Given the present pace of development, I don't think it's unreasonable to expect a couple of different methods of producing organic replacements for all the major human organs (except for the brain of course) to be ready for use by 2020 - though whether they will be legally available in the US given the state of the FDA is another question entirely. The state of medical regulation is so far removed from sensible considerations of risk and readiness that countless potential therapies languish unused, undeveloped, and unrefined, along with whatever new information researchers might have learned from more widespread usage.

Genescient has a proprietary screen for substances that can extend human lifespan and healthspan. Using genetically selected long lived Drosophila and the latest genetic tools, Genescient has identified over 100 gene networks that are altered in long lived strains of Drosophila melanogaster and that are also linked to longevity and age-related diseases in humans.

In essence, you might envision Genescient as what you get when you add very rapid progress in biotechnology (and falling cost in biotech tools) to the basic aims of Sirtris.
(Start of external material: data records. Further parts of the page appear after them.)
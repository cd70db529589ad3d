//! CLI entry point for post-view

use anyhow::Result;
use clap::{Parser, Subcommand};
use std::path::PathBuf;
use tracing_subscriber::{layer::SubscriberExt, util::SubscriberInitExt};

use post_view::mapper::{ImageKind, ThumbnailPolicy};
use post_view::Site;

#[derive(Parser)]
#[command(name = "post-view")]
#[command(version)]
#[command(about = "Flattens blog content-query edges into post views", long_about = None)]
struct Cli {
    /// Set the base directory (defaults to current directory)
    #[arg(short, long, global = true)]
    cwd: Option<PathBuf>,

    /// Enable debug output
    #[arg(short, long, global = true)]
    debug: bool,

    #[command(subcommand)]
    command: Commands,
}

#[derive(Subcommand)]
enum Commands {
    /// Map query results to post views
    #[command(alias = "m")]
    Map {
        /// Query-result file or directory (overrides `source`)
        #[arg(short, long)]
        input: Option<PathBuf>,

        /// Output file (overrides `output`)
        #[arg(short, long)]
        output: Option<PathBuf>,

        /// Thumbnail variant: fluid, fixed or none
        #[arg(long)]
        image: Option<ImageKind>,

        /// Fail on posts without the requested thumbnail
        #[arg(long)]
        strict: bool,

        /// Print to stdout instead of writing the output file
        #[arg(long)]
        stdout: bool,
    },

    /// List site information
    List {
        /// Type of content to list (post, tag)
        #[arg(default_value = "post")]
        r#type: String,
    },

    /// Report posts with missing thumbnails or bad slugs
    Check,

    /// Display version information
    Version,
}

fn main() -> Result<()> {
    let cli = Cli::parse();

    // Initialize logging
    let filter = if cli.debug {
        "post_view=debug,info"
    } else {
        "post_view=info"
    };

    tracing_subscriber::registry()
        .with(
            tracing_subscriber::EnvFilter::try_from_default_env().unwrap_or_else(|_| filter.into()),
        )
        .with(tracing_subscriber::fmt::layer().with_writer(std::io::stderr))
        .init();

    // Determine base directory
    let base_dir = match cli.cwd {
        Some(dir) => dir,
        None => std::env::current_dir()?,
    };

    match cli.command {
        Commands::Map {
            input,
            output,
            image,
            strict,
            stdout,
        } => {
            let site = Site::new(&base_dir)?;
            let mut config = site.config;
            if let Some(input) = input {
                config.source = input.to_string_lossy().into_owned();
            }
            if let Some(output) = output {
                config.output = output.to_string_lossy().into_owned();
            }
            if let Some(image) = image {
                config.image = image;
            }
            if strict {
                config.missing_thumbnail = ThumbnailPolicy::Fail;
            }

            let site = Site::with_config(base_dir, config);
            tracing::info!("Mapping posts from {:?}", site.source_path);
            post_view::commands::map::run(&site, stdout)?;
            if !stdout {
                println!("Mapped successfully!");
            }
        }

        Commands::List { r#type } => {
            let site = Site::new(&base_dir)?;
            post_view::commands::list::run(&site, &r#type)?;
        }

        Commands::Check => {
            let site = Site::new(&base_dir)?;
            post_view::commands::check::run(&site)?;
        }

        Commands::Version => {
            println!("post-view version {}", env!("CARGO_PKG_VERSION"));
        }
    }

    Ok(())
}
Find longevity genes and manipulate their expression for benefit and profit in other words, but where Sirtris's initial development back before 2004 focused on just a few genetic networks, Genescient is aiming for "all of them." Even in five years, costs have fallen and tools improved significantly - think about the computer you were using in 2003, for example, and compare it to the machine you're using today.

Like Sirtris, Genescient is firmly an outgrowth of the "work to slow down aging via metabolic and genetic manipulation" faction of aging research. They are not aiming to identify and repair biochemical damage, but rather shift the operation of human biochemistry into a more beneficial state for long-term operation. I'd insert the obligatory comment on how this approach is not the Strategies for Engineered Negligible Senesence, and even if wildly successful in decades to come will do little for those already old, but you're all probably all tired of hearing it by now.
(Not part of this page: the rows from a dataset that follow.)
impl ImageKind {
    /// Field path below `thumbnail` that this kind reads
    pub fn path(self) -> Option<&'static str> {
        match self {
            ImageKind::Fluid => Some(FLUID_PATH),
            ImageKind::Fixed => Some(FIXED_PATH),
            ImageKind::None => None,
        }
    }
}

impl FromStr for ImageKind {
    type Err = String;

    fn from_str(s: &str) -> Result<Self, Self::Err> {
        match s {
            "fluid" => Ok(Self::Fluid),
            "fixed" => Ok(Self::Fixed),
            "none" => Ok(Self::None),
            other => Err(format!(
                "unknown image kind: {}. Available: fluid, fixed, none",
                other
            )),
        }
    }
}

impl fmt::Display for ImageKind {
    fn fmt(&self, f: &mut fmt::Formatter<'_>) -> fmt::Result {
        let name = match self {
            ImageKind::Fluid => "fluid",
            ImageKind::Fixed => "fixed",
            ImageKind::None => "none",
        };
        f.write_str(name)
    }
}

const SHARP_PATH: &str = "childImageSharp";
const FLUID_PATH: &str = "childImageSharp.fluid";
const FIXED_PATH: &str = "childImageSharp.fixed";

/// Map an edge to a view whose thumbnail is the fluid image.
///
/// A post without a thumbnail maps to a view without one.
pub fn to_post_image_fluid(edge: &ContentEdge) -> PostImageFluid {
    let fm = edge.frontmatter();
    flatten(fm, fluid_of(fm).ok().cloned())
}

/// Map an edge to a view whose thumbnail is the fixed-size image
pub fn to_post_image_fixed(edge: &ContentEdge) -> PostImageFixed {
    let fm = edge.frontmatter();
    flatten(fm, fixed_of(fm).ok().cloned())
}

/// Map an edge to a view without any thumbnail
pub fn to_post(edge: &ContentEdge) -> Post {
    flatten::<NoImage>(edge.frontmatter(), None)
}

/// A mapped post of any image kind
#[derive(Debug, Clone, PartialEq, Serialize)]
#[serde(untagged)]
pub enum MappedPost {
    Fluid(PostImageFluid),
    Fixed(PostImageFixed),
    Plain(Post),
}

impl MappedPost {
    pub fn slug(&self) -> &str {
        match self {
            MappedPost::Fluid(p) => &p.slug,
            MappedPost::Fixed(p) => &p.slug,
            MappedPost::Plain(p) => &p.slug,
        }
    }

    pub fn has_thumbnail(&self) -> bool {
        match self {
            MappedPost::Fluid(p) => p.has_thumbnail(),
            MappedPost::Fixed(p) => p.has_thumbnail(),
            MappedPost::Plain(_) => false,
        }
    }
}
Reading between the lines ("nutrigenomic supplements?"), it looks like the Genescient founders might choose to monetize the results of their work in the supplement marketplace rather than take the Sirtris path of big pharma and the FDA. If that's the case, I couldn't say I blame them: you'd have to be extraordinarily dedicated - or foolish - to want to deal with the state of medical regulation in the US if there was a viable alternative option to make your investors happy. This is one of the reasons why the US research industry is basically doomed absent a revolution. That all said, the supplement industry is what it is; if you want to relegate yourself to irrelevance in the ongoing quest to cure aging, history suggests that entering the supplement market will achieve that end. Scylla on the one hand, Charybdis on the other - and going overseas to less oppressive regulatory regions in order to develop research into applications is looking ever more like the best option.
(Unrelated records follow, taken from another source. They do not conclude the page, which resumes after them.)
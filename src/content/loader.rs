//! Edge loader - reads content-query results from the source path

use anyhow::{anyhow, bail, Context, Result};
use serde_json::Value;
use std::fs;
use std::path::{Path, PathBuf};
use walkdir::WalkDir;

use super::ContentEdge;

/// Loads content edges from a query-result file or a directory of them
pub struct EdgeLoader {
    source: PathBuf,
    strict: bool,
}

impl EdgeLoader {
    /// Create a new edge loader
    pub fn new<P: Into<PathBuf>>(source: P) -> Self {
        Self {
            source: source.into(),
            strict: false,
        }
    }

    /// In strict mode a broken file inside a directory fails the whole load
    /// instead of being skipped
    pub fn strict(mut self, strict: bool) -> Self {
        self.strict = strict;
        self
    }

    pub fn source(&self) -> &Path {
        &self.source
    }

    /// Load all edges, in file-name order when the source is a directory
    pub fn load_edges(&self) -> Result<Vec<ContentEdge>> {
        if !self.source.exists() {
            bail!("Source {:?} does not exist", self.source);
        }

        if self.source.is_file() {
            let edges = load_file(&self.source)?;
            tracing::info!("Loaded {} edges from {:?}", edges.len(), self.source);
            return Ok(edges);
        }

        let mut edges = Vec::new();
        let mut files = 0;

        for entry in WalkDir::new(&self.source)
            .follow_links(true)
            .sort_by_file_name()
            .into_iter()
            .filter_map(|e| e.ok())
        {
            let path = entry.path();
            if path.is_file() && Format::of(path).is_some() {
                match load_file(path) {
                    Ok(found) => {
                        files += 1;
                        edges.extend(found);
                    }
                    Err(e) if self.strict => return Err(e),
                    Err(e) => {
                        tracing::warn!("Failed to load {:?}: {:#}", path, e);
                    }
                }
            }
        }

        tracing::info!("Loaded {} edges from {} files", edges.len(), files);

        Ok(edges)
    }
}

#[derive(Debug, Clone, Copy, PartialEq, Eq)]
enum Format {
    Json,
    Yaml,
}

impl Format {
    fn of(path: &Path) -> Option<Self> {
        match path.extension().and_then(|e| e.to_str()) {
            Some("json") => Some(Format::Json),
            Some("yml") | Some("yaml") => Some(Format::Yaml),
            _ => None,
        }
    }
}

fn load_file(path: &Path) -> Result<Vec<ContentEdge>> {
    let format = Format::of(path).unwrap_or(Format::Json);
    let content =
        fs::read_to_string(path).with_context(|| format!("Failed to read {:?}", path))?;
    parse_document(&content, format).with_context(|| format!("Invalid query result in {:?}", path))
}

fn parse_document(content: &str, format: Format) -> Result<Vec<ContentEdge>> {
    let value: Value = match format {
        Format::Json => serde_json::from_str(content)?,
        Format::Yaml => serde_yaml::from_str(content)?,
    };

    locate_edges(value)?
        .into_iter()
        .enumerate()
        .map(|(i, edge)| {
            serde_json::from_value(edge).map_err(|e| anyhow!("Edge #{}: {}", i, e))
        })
        .collect()
}

/// Accepts `[...]`, `{"edges": [...]}` or `{"data": {"<connection>": {"edges": [...]}}}`
fn locate_edges(value: Value) -> Result<Vec<Value>> {
    match value {
        Value::Array(edges) => Ok(edges),
        Value::Object(mut doc) => {
            if let Some(edges) = doc.remove("edges") {
                return edge_list(edges);
            }

            let Some(Value::Object(data)) = doc.remove("data") else {
                bail!("No edges found, expected a list, an `edges` key or a `data` object");
            };

            let mut edges = Vec::new();
            for (name, connection) in data {
                match connection {
                    Value::Object(mut connection) => match connection.remove("edges") {
                        Some(found) => edges.extend(edge_list(found)?),
                        None => tracing::debug!("Connection `{}` has no edges", name),
                    },
                    _ => tracing::debug!("Skipping non-object `{}` in data", name),
                }
            }
            Ok(edges)
        }
        other => bail!("Expected a list of edges, found {}", kind_of(&other)),
    }
}

fn edge_list(value: Value) -> Result<Vec<Value>> {
    match value {
        Value::Array(edges) => Ok(edges),
        Value::Null => Ok(Vec::new()),
        other => bail!("`edges` must be a list, found {}", kind_of(&other)),
    }
}

fn kind_of(value: &Value) -> &'static str {
    match value {
        Value::Null => "null",
        Value::Bool(_) => "a boolean",
        Value::Number(_) => "a number",
        Value::String(_) => "a string",
        Value::Array(_) => "a list",
        Value::Object(_) => "an object",
    }
}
Regardless, I think the most useful output for the long term arising from the work taking place at Genescient will likely be a wealth of data on how gene expression changes occurring with aging relate to forms of biochemical damage that are thought to cause aging. Are gene expression changes responses to damage, or are they genetic programs that themselves cause damage? Or both, or neither? How important is each particular change? These are vital questions if your goal is to revert gene expression changes in search of beneficial effects, but this data will also help those who seek to directly repair the damage itself. There's no such thing as useless information in biotechnology.